Amputation distorts the body representation, a fundamental aspect of self-consciousness. Hand prostheses counteract sensorimotor impairment, but poor attention has been posed to target the alteration of body-image.
RESHAPE aims to study prosthesis embodiment, identify what makes a hand prosthesis easily embodiable, and test non-invasive brain stimulation to facilitate the embodiment.
Amputees claim to perceive prostheses as tools; RESHAPE enables amputees to project their self into the prosthesis, improving in parallel their dexterity.
The first of three phases develops the enabling technology and defines the embodiment protocol.
The following phase evaluates thirty myoelectric-prosthesis users and the first of two amputees implanted with peripheral neural electrodes, for functional ability, prosthesis embodiment and acceptability and for phantom limb pain (PLP), before and after neuromodulation.
In the last phase, a neuro-controlled prosthesis is optimized in line with the specifications defined in the previous phase and tested in the second implanted amputee.

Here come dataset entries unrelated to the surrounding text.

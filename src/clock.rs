//! Real-time clock abstraction
//!
//! Calibration pacing must follow wall-clock time, never a scaled or paused
//! game clock. The session only ever asks a [`Clock`] for "seconds since some
//! fixed origin", so hosts supply a monotonic clock and tests supply a
//! [`ManualClock`] they advance by hand.

use std::sync::atomic::{AtomicU64, Ordering};
use std::sync::Arc;
use std::time::Instant;

/// Monotonic time source in seconds
pub trait Clock {
    /// Seconds elapsed since this clock's origin. Never decreases.
    fn now(&self) -> f64;
}

/// Clock backed by `std::time::Instant`
#[derive(Debug, Clone)]
pub struct MonotonicClock {
    origin: Instant,
}

impl MonotonicClock {
    pub fn new() -> Self {
        Self {
            origin: Instant::now(),
        }
    }
}

impl Default for MonotonicClock {
    fn default() -> Self {
        Self::new()
    }
}

impl Clock for MonotonicClock {
    fn now(&self) -> f64 {
        self.origin.elapsed().as_secs_f64()
    }
}

/// Hand-driven clock for deterministic tests and simulation
///
/// Clones share the same time value, so a test can keep one handle while the
/// session owns another. The value is stored as raw `f64` bits, so `set(t)`
/// makes `now()` return exactly `t`.
#[derive(Debug, Clone, Default)]
pub struct ManualClock {
    bits: Arc<AtomicU64>,
}

impl ManualClock {
    pub fn new() -> Self {
        Self::default()
    }

    /// Move the clock forward. Negative or non-finite steps are ignored.
    pub fn advance(&self, seconds: f64) {
        if seconds.is_finite() && seconds > 0.0 {
            self.set(self.now() + seconds);
        }
    }

    /// Jump to an absolute time; earlier times are clamped to the current one
    pub fn set(&self, seconds: f64) {
        if !seconds.is_finite() {
            return;
        }
        let _ = self
            .bits
            .fetch_update(Ordering::Relaxed, Ordering::Relaxed, |current| {
                (seconds > f64::from_bits(current)).then(|| seconds.to_bits())
            });
    }
}

impl Clock for ManualClock {
    fn now(&self) -> f64 {
        f64::from_bits(self.bits.load(Ordering::Relaxed))
    }
}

An embodiment and a sensory/manipulation platform, integrating a discrimination setup with sensorized wearable systems, induce and weigh the embodiment and its impact on prosthesis performance.

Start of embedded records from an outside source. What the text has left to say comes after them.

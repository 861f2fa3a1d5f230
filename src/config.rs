//! Configuration management for calibration sessions
//!
//! This module provides runtime configuration loading from JSON files so the
//! tempo, count-in length and discard window can be tuned without
//! recompilation. Missing or malformed files fall back to the defaults.

use serde::{Deserialize, Serialize};
use std::fs;
use std::path::Path;

use crate::error::CalibrationError;

/// Complete application configuration
#[derive(Debug, Clone, Default, Serialize, Deserialize)]
pub struct AppConfig {
    #[serde(default)]
    pub calibration: CalibrationConfig,
    #[serde(default)]
    pub events: EventConfig,
    #[serde(default)]
    pub settings: SettingsConfig,
}

/// Beat sequence parameters for one calibration session
#[derive(Debug, Clone, PartialEq, Serialize, Deserialize)]
pub struct CalibrationConfig {
    /// Metronome tempo in beats per minute
    pub bpm: f64,
    /// Beats played before measurement starts
    pub count_in_beats: u32,
    /// Beats played during measurement
    pub total_beats: u32,
    /// Leading measurement beats whose taps are ignored while the player adapts
    pub discard_first_beats: u32,
}

impl Default for CalibrationConfig {
    fn default() -> Self {
        Self {
            bpm: 120.0,
            count_in_beats: 4,
            total_beats: 16,
            discard_first_beats: 2,
        }
    }
}

impl CalibrationConfig {
    /// Seconds between consecutive beats (60 / bpm)
    pub fn beat_interval_seconds(&self) -> f64 {
        60.0 / self.bpm
    }

    /// Check the scheduling invariants
    ///
    /// # Errors
    /// - `InvalidConfiguration` if bpm is not a positive finite number
    /// - `InvalidConfiguration` if total_beats is zero
    /// - `InvalidConfiguration` if discard_first_beats >= total_beats
    pub fn validate(&self) -> Result<(), CalibrationError> {
        if !self.bpm.is_finite() || self.bpm <= 0.0 {
            return Err(CalibrationError::InvalidConfiguration {
                reason: format!("bpm must be a positive number (got {})", self.bpm),
            });
        }

        if self.total_beats == 0 {
            return Err(CalibrationError::InvalidConfiguration {
                reason: "total_beats must be greater than 0".to_string(),
            });
        }

        if self.discard_first_beats >= self.total_beats {
            return Err(CalibrationError::InvalidConfiguration {
                reason: format!(
                    "discard_first_beats ({}) must be less than total_beats ({})",
                    self.discard_first_beats, self.total_beats
                ),
            });
        }

        Ok(())
    }
}

/// Notification channel configuration
#[derive(Debug, Clone, Serialize, Deserialize)]
pub struct EventConfig {
    /// Capacity of the broadcast channel carrying session events
    pub buffer_size: usize,
}

impl Default for EventConfig {
    fn default() -> Self {
        Self { buffer_size: 128 }
    }
}

/// Judgement offset setting configuration
#[derive(Debug, Clone, Serialize, Deserialize)]
pub struct SettingsConfig {
    /// Largest magnitude the stored judgement offset may take, in seconds
    pub offset_clamp_seconds: f64,
}

impl Default for SettingsConfig {
    fn default() -> Self {
        Self {
            offset_clamp_seconds: 0.1,
        }
    }
}

impl AppConfig {
    /// Load configuration from JSON file
    ///
    /// # Arguments
    /// * `path` - Path to JSON config file
    ///
    /// # Returns
    /// The loaded configuration, or the defaults if the file doesn't exist
    /// or the JSON is invalid
    pub fn load_from_file<P: AsRef<Path>>(path: P) -> Self {
        match fs::read_to_string(&path) {
            Ok(contents) => match serde_json::from_str(&contents) {
                Ok(config) => {
                    log::info!("[Config] Loaded configuration from {:?}", path.as_ref());
                    config
                }
                Err(err) => {
                    log::warn!(
                        "[Config] Failed to parse JSON from {:?}: {}. Using defaults.",
                        path.as_ref(),
                        err
                    );
                    Self::default()
                }
            },
            Err(err) => {
                log::warn!(
                    "[Config] Failed to read config file {:?}: {}. Using defaults.",
                    path.as_ref(),
                    err
                );
                Self::default()
            }
        }
    }

    /// Load configuration from the default asset location
    pub fn load() -> Self {
        Self::load_from_file("assets/calibration_config.json")
    }
}
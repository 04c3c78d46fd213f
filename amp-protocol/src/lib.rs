//! Wire protocol for daisy-chained multi-zone amplifier controllers
//!
//! Each controller unit in the chain manages six amplifier zones and
//! speaks a line-oriented ASCII protocol over RS-232:
//!
//! - Query: `?<controller>0\r` - every zone of the controller replies
//! - Control: `<<zone><code><value>\r` - change one attribute
//! - Status reply: `#>` + eleven two-digit groups (zone id + ten fields)
//!
//! This crate holds the protocol model and nothing else: zone identity,
//! attribute codes and aliases, status frames with their fixed-width
//! decoder, and the outbound command encoders. Transport and state
//! synchronization live in the crates above it.
//!
//! # Example
//!
//! ```rust
//! use amp_protocol::{Attribute, ZoneId, ZoneStatus, set_command};
//!
//! let status = ZoneStatus::parse_line("#>1101000030050505050101").unwrap();
//! assert_eq!(status.attribute(Attribute::Volume), "05");
//!
//! let zone: ZoneId = "11".parse().unwrap();
//! let attr = Attribute::resolve("volume").unwrap();
//! assert_eq!(set_command(zone, attr, "20"), "<11vo20\r");
//! ```

pub mod attribute;
pub mod command;
pub mod error;
pub mod status;
pub mod zone;

pub use attribute::Attribute;
pub use command::{query_command, set_command};
pub use error::{ProtocolError, Result};
pub use status::ZoneStatus;
pub use zone::{ZoneId, ZONES_PER_CONTROLLER};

Embodiment neural correlates are investigated with EEG and fMRI-based techniques, thanks to a prosthesis virtual model controllable inside the scanner.

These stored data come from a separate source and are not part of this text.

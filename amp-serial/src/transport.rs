//! Transport seam
//!
//! The write side of the device connection, abstracted so the layers
//! above can run against real hardware or a scripted mock. The read side
//! is not part of the trait: opening a transport hands back a line
//! channel once, and that stream is infinite and non-restartable.

use thiserror::Error;
use tokio::sync::mpsc;

/// Receiving half of the device's line stream
///
/// Lines arrive with the `\n` delimiter stripped. The stream ends only
/// when the transport is gone; there is no reconnect at this layer.
pub type LineReceiver = mpsc::UnboundedReceiver<String>;

/// Sending half of the line stream, held by the transport's reader
pub type LineSender = mpsc::UnboundedSender<String>;

/// Errors from the device connection
///
/// A transport error is an unrecoverable operating condition: a
/// controller chain that cannot be reached cannot be bridged, and the
/// process should terminate rather than silently serve stale state.
/// Reconnection, if desired, belongs to process supervision outside this
/// system.
#[derive(Debug, Error)]
pub enum TransportError {
    /// The serial device could not be opened at startup
    #[error("failed to open serial device {device}: {source}")]
    Open {
        device: String,
        #[source]
        source: serialport::Error,
    },

    /// A write to the open port failed
    #[error("serial write failed: {0}")]
    Write(#[from] std::io::Error),

    /// The port is no longer usable
    #[error("serial port closed")]
    Closed,
}

/// Byte-write access to the device
///
/// Writes are fire-and-forget: the device answers asynchronously on the
/// line stream, never inline.
pub trait Transport: Send + Sync {
    /// Sends raw bytes on the serial line
    fn send(&self, bytes: &[u8]) -> Result<(), TransportError>;
}
//! Logging setup
//!
//! Centralized `tracing` initialization so every deployment shape gets a
//! sensible subscriber: none for embedding in a host that configures its
//! own, compact stderr output for normal service operation, verbose
//! output with source locations for chasing protocol issues.

use tracing_subscriber::{fmt, EnvFilter, Registry};

/// Logging mode for different deployment shapes
#[derive(Debug, Clone, Copy)]
pub enum LoggingMode {
    /// No subscriber; the host application configures its own
    Silent,
    /// Compact stderr output for normal operation
    Service,
    /// Verbose output with source locations for protocol debugging
    Debug,
}

/// Logging configuration error
#[derive(Debug, thiserror::Error)]
pub enum LoggingError {
    #[error("failed to initialize tracing subscriber: {0}")]
    TracingInit(String),
}

/// Initializes logging with the specified mode
///
/// Call early, before opening the bridge, so startup (including a fatal
/// failure to open the serial device) is captured.
///
/// # Environment Variables
///
/// - `AMP_LOG_LEVEL`: override the level filter (error, warn, info,
///   debug, trace), taking precedence over `RUST_LOG`
pub fn init_logging(mode: LoggingMode) -> Result<(), LoggingError> {
    use tracing_subscriber::{layer::SubscriberExt, util::SubscriberInitExt};

    match mode {
        LoggingMode::Silent => Ok(()),
        LoggingMode::Service => {
            let subscriber = Registry::default()
                .with(
                    fmt::layer()
                        .with_target(false)
                        .with_file(false)
                        .with_line_number(false)
                        .compact(),
                )
                .with(env_filter("info"));

            subscriber
                .try_init()
                .map_err(|e| LoggingError::TracingInit(e.to_string()))
        }
        LoggingMode::Debug => {
            let subscriber = Registry::default()
                .with(fmt::layer().pretty().with_file(true).with_line_number(true))
                .with(env_filter("debug"));

            subscriber
                .try_init()
                .map_err(|e| LoggingError::TracingInit(e.to_string()))
        }
    }
}

/// Initializes logging from the `AMP_LOG_MODE` environment variable
///
/// Accepts "service" or "debug"; anything else (including unset) is
/// Silent, so embedding hosts are never surprised by output.
pub fn init_logging_from_env() -> Result<(), LoggingError> {
    let mode = match std::env::var("AMP_LOG_MODE").as_deref() {
        Ok("service") => LoggingMode::Service,
        Ok("debug") => LoggingMode::Debug,
        _ => LoggingMode::Silent,
    };

    init_logging(mode)
}

fn env_filter(default_level: &str) -> EnvFilter {
    if let Ok(level) = std::env::var("AMP_LOG_LEVEL") {
        EnvFilter::new(level)
    } else if let Ok(rust_log) = std::env::var("RUST_LOG") {
        EnvFilter::new(rust_log)
    } else {
        EnvFilter::new(default_level)
    }
}
//! Bridge error taxonomy
//!
//! Three classes, with different fates at the request layer:
//!
//! - invalid requests (bad zone id, unknown attribute) are detected before
//!   any device I/O and map to client errors
//! - timeouts mean the device did not confirm within the deadline and map
//!   to server errors; the caller may retry
//! - transport errors are unrecoverable and should terminate the process

use std::time::Duration;

use thiserror::Error;

use amp_protocol::ProtocolError;
use amp_serial::TransportError;

/// Errors surfaced by bridge operations
#[derive(Debug, Error)]
pub enum BridgeError {
    /// Request rejected before any device I/O
    #[error("{0}")]
    InvalidRequest(#[from] ProtocolError),

    /// The device did not confirm the expected state in time
    ///
    /// The registry is left in whatever partial state the replies reached;
    /// the next operation's clear takes care of it.
    #[error("timed out after {timeout:?} waiting for {waiting_for}")]
    Timeout {
        waiting_for: String,
        timeout: Duration,
    },

    /// The serial connection failed; no further progress is possible
    #[error(transparent)]
    Transport(#[from] TransportError),
}

impl BridgeError {
    /// Whether the caller, not the device, is at fault
    ///
    /// Supports the request layer's status mapping: client-error class for
    /// validation failures, server-error class for timeouts, process
    /// termination for transport failures.
    pub fn is_client_error(&self) -> bool {
        matches!(self, BridgeError::InvalidRequest(_))
    }

    /// Whether the process should terminate rather than keep serving
    pub fn is_fatal(&self) -> bool {
        matches!(self, BridgeError::Transport(_))
    }
}

/// Type alias for results of bridge operations
pub type Result<T> = std::result::Result<T, BridgeError>;

#[cfg(test)]
mod tests {
    use super::*;

    #[test]
    fn test_classification() {
        let invalid = BridgeError::InvalidRequest(ProtocolError::InvalidZone("70".into()));
        assert!(invalid.is_client_error());
        assert!(!invalid.is_fatal());

        let timeout = BridgeError::Timeout {
            waiting_for: "zone 11".to_string(),
            timeout: Duration::from_secs(3),
        };
        assert!(!timeout.is_client_error());
        assert!(!timeout.is_fatal());
    }

    #[test]
    fn test_protocol_error_message_passthrough() {
        let err = BridgeError::InvalidRequest(ProtocolError::InvalidAttribute("dt".into()));
        assert_eq!(format!("{}", err), "'dt' is not a valid zone control attribute");
    }
}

Patients are stimulated with a homeostatic plasticity-based rTMS either on premotor cortex or on intraparietal sulcus. A robot-aided TMS compensates head-coil relative displacement, allowing the subject to operate the prosthesis during the stimulation.
RESHAPE is a paradigm shift in Prosthetics. It offers the guidelines for highly-embodiable prostheses, four technological platforms beyond the state-of-the-art, novel insights on how tools shape the body-image, the proof of a TMS-induced embodiment and a new strategy to readdress amputees’ aberrant plasticity and PLP.